Data for the task START
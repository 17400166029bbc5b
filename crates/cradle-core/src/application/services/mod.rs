//! Application services - orchestrate use cases.
//!
//! Services coordinate the domain layer and ports to accomplish
//! high-level use cases like "scaffold a package" or "compose a manifest".

pub mod manifest_composer;
pub mod scaffold_service;
pub mod template_expander;

#[cfg(test)]
pub(crate) mod testing;

pub use manifest_composer::{MANIFEST_FILE, ManifestComposer};
pub use scaffold_service::{ProviderInfo, ScaffoldPlan, ScaffoldReport, ScaffoldService};
pub use template_expander::TemplateExpander;
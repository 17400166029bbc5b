//! Command handlers, one module per subcommand.

use cradle_adapters::{
    DirectoryTemplateStore, EmbeddedTemplateStore, HandlebarsRenderer, LocalFilesystem,
    NpmInitEnricher, OverlayTemplateStore,
};
use cradle_core::application::ScaffoldService;
use tracing::debug;

use crate::config::AppConfig;

pub mod completions;
pub mod config;
pub mod init;
pub mod list;
pub mod new;

/// Wire the production adapters into a [`ScaffoldService`].
///
/// A configured template directory is layered over the built-in templates.
pub(crate) fn build_service(config: &AppConfig) -> ScaffoldService {
    let mut store = OverlayTemplateStore::new();
    if let Some(dir) = &config.templates.dir {
        debug!(dir = %dir.display(), "Using template overrides");
        store = store.with_layer(DirectoryTemplateStore::new(dir));
    }
    let store = store.with_layer(EmbeddedTemplateStore::new());

    ScaffoldService::new(
        Box::new(store),
        Box::new(HandlebarsRenderer::new()),
        Box::new(LocalFilesystem::new()),
        Box::new(NpmInitEnricher::with_program(&config.enrichment.program)),
    )
}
Data for the task END
Task brief: Go through the data line by line and say how many lines contain "debug". Give the number alone.

Task response: 2